Rendahnya minat baca masyarakat tidak jarang menimbulkan berbagai permasalahan mulai dari penyebaran hoax atau disinformasi, hingga provokasi dan fitnah yang dapat memecah belah. Meski begitu, parameter minat baca di era digital ini juga harus disesuaikan dengan perubahan yang ada. Perlu dikenali bagaimana perubahan karakteristik masyarakat dan perilaku membacanya di era digital ini. Masyarakat jaman sekarang cenderung lebih banyak yang terhubung dengan internet setiap hari. Hal ini tentu mempengaruhi perilaku dan kebiasaan yang semakin serba cepat, seperti multitasking, berkomunikasi secara real-time dan lain-lain (Kurniasih, pada pengantar Novel Kembang Kertas, 2016).
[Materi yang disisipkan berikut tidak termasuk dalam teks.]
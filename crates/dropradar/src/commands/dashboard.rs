//! Dashboard handler: stats cards above the domain table, once or live.

use std::io::IsTerminal;
use std::sync::Arc;

use tracing::{debug, warn};

use dropradar_core::{Dashboard, DashboardConfig, DashboardView, RequestState, Slot, Stats};

use crate::cli::{DashboardArgs, GlobalOpts, OutputFormat};
use crate::config::Resolved;
use crate::error::CliError;
use crate::output;

use super::{domains, stats, util};

/// Minimum `--watch` interval accepted.
const MIN_WATCH_SECS: u64 = 5;

pub async fn handle(
    args: DashboardArgs,
    resolved: &Resolved,
    global: &GlobalOpts,
) -> Result<(), CliError> {
    let mut config = resolved.dashboard.clone();
    config.query = util::list_query(&args.list);
    util::apply_stats_args(&mut config, &args.stats, util::narrows(&args.list))?;
    let threshold = config.low_spam_threshold;

    match args.watch {
        None => {
            let view = Dashboard::oneshot(config, |dash| async move {
                dash.refresh().await?;
                Ok(dash.view())
            })
            .await?;
            let out = render(global, &narrow(view, args.list.high_value, threshold))?;
            output::print_output(&out, global.quiet);
            Ok(())
        }
        Some(secs) => {
            if secs < MIN_WATCH_SECS {
                return Err(CliError::Validation {
                    field: "watch".into(),
                    reason: format!("interval must be at least {MIN_WATCH_SECS}s"),
                });
            }
            config.refresh_interval_secs = secs;
            watch(config, args.list.high_value, global).await
        }
    }
}

/// Keep the dashboard live, re-rendering on every applied refresh until
/// Ctrl-C.
async fn watch(
    config: DashboardConfig,
    high_value: bool,
    global: &GlobalOpts,
) -> Result<(), CliError> {
    let threshold = config.low_spam_threshold;
    let dash = Dashboard::new(config)?;
    let mut view_rx = dash.subscribe_view();
    let mut load_rx = dash.subscribe_state(Slot::Load);

    if let Err(e) = dash.start().await {
        warn!(error = %e, "initial load failed; will retry on the next tick");
    }
    redraw(global, &narrow(dash.view(), high_value, threshold))?;
    view_rx.borrow_and_update();

    let color = output::should_color(global.color);
    let interrupt = tokio::signal::ctrl_c();
    tokio::pin!(interrupt);

    let result = loop {
        tokio::select! {
            biased;

            _ = &mut interrupt => {
                debug!("interrupted");
                break Ok(());
            }

            Ok(()) = view_rx.changed() => {
                let view = view_rx.borrow_and_update().clone();
                if let Err(e) = redraw(global, &narrow(view, high_value, threshold)) {
                    break Err(e);
                }
            }

            Ok(()) = load_rx.changed() => {
                let state = load_rx.borrow_and_update().clone();
                if let RequestState::Failed { reason } = state {
                    output::notice(
                        &output::muted(&format!("refresh failed: {reason}"), color),
                        global.quiet,
                    );
                }
            }
        }
    };

    dash.dispose().await;
    result
}

/// Apply the client-side `--high-value` filter. Stats are recomputed so
/// the cards describe the rows shown.
fn narrow(view: DashboardView, high_value: bool, low_spam_threshold: u32) -> DashboardView {
    if !high_value {
        return view;
    }
    let domains = view.high_value().cloned().collect::<Vec<_>>();
    DashboardView {
        stats: Stats::from_domains(&domains, low_spam_threshold),
        domains: Arc::new(domains),
        ..view
    }
}

fn redraw(global: &GlobalOpts, view: &DashboardView) -> Result<(), CliError> {
    let out = render(global, view)?;
    if global.output == OutputFormat::Table && std::io::stdout().is_terminal() {
        // Clear screen, cursor home.
        print!("\x1b[2J\x1b[H");
    }
    output::print_output(&out, global.quiet);
    Ok(())
}

fn render(global: &GlobalOpts, view: &DashboardView) -> Result<String, CliError> {
    let color = output::should_color(global.color);
    match global.output {
        OutputFormat::Table => {
            let cards = stats::stat_cards(&view.stats, color);
            let table = domains::render_domains(OutputFormat::Table, &view.domains)?;
            let stamp = view.updated_at.map_or_else(
                || "never refreshed".to_owned(),
                |at| format!("updated {}", at.format("%Y-%m-%d %H:%M:%S UTC")),
            );
            Ok(format!(
                "{cards}\n\n{table}\n{}",
                output::muted(&stamp, color)
            ))
        }
        OutputFormat::Plain => domains::render_domains(OutputFormat::Plain, &view.domains),
        format => output::render_single(format, view, |_| String::new(), |_| String::new()),
    }
}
Perilaku membaca pun berubah. Dengan mudahnya akses informasi saat ini, tak sedikit masyarakat yang terbiasa membaca sesuatu dengan cepat, tidak membaca mendalam dan membagikan bacaannya tersebut tanpa dicari kebenarannya terlebih dahulu. Namun tentunya rendahnya minat baca masyarakat di era digital ini tidak hanya disebabkan oleh faktor internal seperti kurangnya kesadaran dan kesiapan diri untuk mengakses bacaan di dunia digital, namun juga ada faktor eksternal seperti kurangnya fasilitas atau infrastruktur yang memadai.

Kesenjangan digital ini masih banyak terjadi, apalagi di daerah-daerah pelosok. Padahal, infrastruktur digital sangat dibutuhkan agar masyarakat dapat mengeksplor bacaan di dunia digital sehingga mereka tetap mendapatkan informasi meskipun dengan terbatasnya kegiatan bersosialisasi. Rendahnya minat baca juga dapat berpengaruh pada mudahnya masyarakat terprovokasi oleh berita-berita atau informasi tidak benar yang saat ini lebih sering disebut dengan hoax.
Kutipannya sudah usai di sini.